- Problem details -
Below are some entries. Copy each line that holds the string "derive".
╭─ Provided records
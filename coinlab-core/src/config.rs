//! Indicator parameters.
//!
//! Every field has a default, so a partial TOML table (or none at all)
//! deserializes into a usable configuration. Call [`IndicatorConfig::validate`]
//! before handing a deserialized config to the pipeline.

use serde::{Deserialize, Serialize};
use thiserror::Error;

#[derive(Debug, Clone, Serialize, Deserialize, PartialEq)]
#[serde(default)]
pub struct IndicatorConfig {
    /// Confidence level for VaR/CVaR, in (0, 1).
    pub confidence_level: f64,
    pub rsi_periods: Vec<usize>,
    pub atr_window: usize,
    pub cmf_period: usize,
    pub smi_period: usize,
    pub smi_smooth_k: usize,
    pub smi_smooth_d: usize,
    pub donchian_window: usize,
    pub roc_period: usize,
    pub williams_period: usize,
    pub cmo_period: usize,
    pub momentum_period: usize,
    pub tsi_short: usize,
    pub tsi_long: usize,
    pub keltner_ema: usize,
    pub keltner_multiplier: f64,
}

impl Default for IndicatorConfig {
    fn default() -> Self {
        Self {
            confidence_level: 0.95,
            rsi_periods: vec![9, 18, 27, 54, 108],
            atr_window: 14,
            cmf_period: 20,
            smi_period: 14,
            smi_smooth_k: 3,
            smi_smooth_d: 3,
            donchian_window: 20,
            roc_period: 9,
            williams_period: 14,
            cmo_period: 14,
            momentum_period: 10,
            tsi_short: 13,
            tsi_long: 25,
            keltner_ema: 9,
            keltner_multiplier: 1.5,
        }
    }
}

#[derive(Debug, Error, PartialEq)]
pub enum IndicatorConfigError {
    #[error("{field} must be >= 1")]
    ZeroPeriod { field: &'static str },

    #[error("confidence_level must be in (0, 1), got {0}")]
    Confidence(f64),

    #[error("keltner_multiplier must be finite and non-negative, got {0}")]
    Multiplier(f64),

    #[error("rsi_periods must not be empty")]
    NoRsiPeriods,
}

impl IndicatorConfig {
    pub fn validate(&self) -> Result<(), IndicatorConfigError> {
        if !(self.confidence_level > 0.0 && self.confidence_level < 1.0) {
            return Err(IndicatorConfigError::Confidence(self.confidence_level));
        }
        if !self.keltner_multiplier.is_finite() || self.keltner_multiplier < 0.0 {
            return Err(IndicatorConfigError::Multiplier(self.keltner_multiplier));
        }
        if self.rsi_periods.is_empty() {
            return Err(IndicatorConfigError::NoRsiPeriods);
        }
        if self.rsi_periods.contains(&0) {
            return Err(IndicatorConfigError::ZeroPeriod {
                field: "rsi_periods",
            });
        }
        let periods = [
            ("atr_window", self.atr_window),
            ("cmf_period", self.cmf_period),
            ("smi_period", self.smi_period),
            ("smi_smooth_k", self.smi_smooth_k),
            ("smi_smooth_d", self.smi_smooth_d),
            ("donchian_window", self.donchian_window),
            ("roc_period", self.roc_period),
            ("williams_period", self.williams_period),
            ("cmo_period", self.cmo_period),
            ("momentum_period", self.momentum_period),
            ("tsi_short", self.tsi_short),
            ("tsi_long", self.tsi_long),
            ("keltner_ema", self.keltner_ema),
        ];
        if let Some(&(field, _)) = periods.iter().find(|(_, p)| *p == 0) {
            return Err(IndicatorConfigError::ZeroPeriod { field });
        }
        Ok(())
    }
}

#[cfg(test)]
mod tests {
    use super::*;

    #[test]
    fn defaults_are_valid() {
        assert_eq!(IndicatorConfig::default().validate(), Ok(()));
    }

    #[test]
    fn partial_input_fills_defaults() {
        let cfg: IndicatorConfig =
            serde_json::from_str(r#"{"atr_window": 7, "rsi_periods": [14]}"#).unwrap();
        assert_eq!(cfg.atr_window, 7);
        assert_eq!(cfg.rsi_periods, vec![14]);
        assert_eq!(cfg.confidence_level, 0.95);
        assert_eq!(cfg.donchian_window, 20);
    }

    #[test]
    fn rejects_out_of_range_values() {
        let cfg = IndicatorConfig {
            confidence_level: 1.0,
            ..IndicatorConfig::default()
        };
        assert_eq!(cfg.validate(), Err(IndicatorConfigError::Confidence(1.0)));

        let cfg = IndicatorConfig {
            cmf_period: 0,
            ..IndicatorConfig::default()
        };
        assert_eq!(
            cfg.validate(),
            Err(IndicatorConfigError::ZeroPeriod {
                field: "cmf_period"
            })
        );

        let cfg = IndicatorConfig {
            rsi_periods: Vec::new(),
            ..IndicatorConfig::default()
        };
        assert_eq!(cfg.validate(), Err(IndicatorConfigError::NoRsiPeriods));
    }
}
╰─
╭─ Provided records
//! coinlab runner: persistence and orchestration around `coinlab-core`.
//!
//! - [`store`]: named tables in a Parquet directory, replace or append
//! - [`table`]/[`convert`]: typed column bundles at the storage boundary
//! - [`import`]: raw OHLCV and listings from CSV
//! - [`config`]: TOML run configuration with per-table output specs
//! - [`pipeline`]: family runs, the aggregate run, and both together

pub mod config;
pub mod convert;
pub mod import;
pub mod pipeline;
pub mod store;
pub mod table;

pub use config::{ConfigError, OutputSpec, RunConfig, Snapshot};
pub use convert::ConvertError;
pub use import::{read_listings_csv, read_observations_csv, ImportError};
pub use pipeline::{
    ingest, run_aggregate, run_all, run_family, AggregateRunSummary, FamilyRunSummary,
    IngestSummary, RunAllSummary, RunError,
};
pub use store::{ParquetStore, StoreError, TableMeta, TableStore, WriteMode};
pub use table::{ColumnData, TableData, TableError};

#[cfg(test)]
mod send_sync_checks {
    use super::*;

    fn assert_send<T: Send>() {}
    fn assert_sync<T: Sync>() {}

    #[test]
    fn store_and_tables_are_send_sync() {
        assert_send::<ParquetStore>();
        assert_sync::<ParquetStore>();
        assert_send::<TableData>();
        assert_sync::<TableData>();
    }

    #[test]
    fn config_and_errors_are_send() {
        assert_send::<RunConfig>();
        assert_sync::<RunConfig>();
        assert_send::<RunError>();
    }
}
╰─
- Answer to this task -
#[derive(Debug, Clone, Serialize, Deserialize, PartialEq)]
#[derive(Debug, Error, PartialEq)]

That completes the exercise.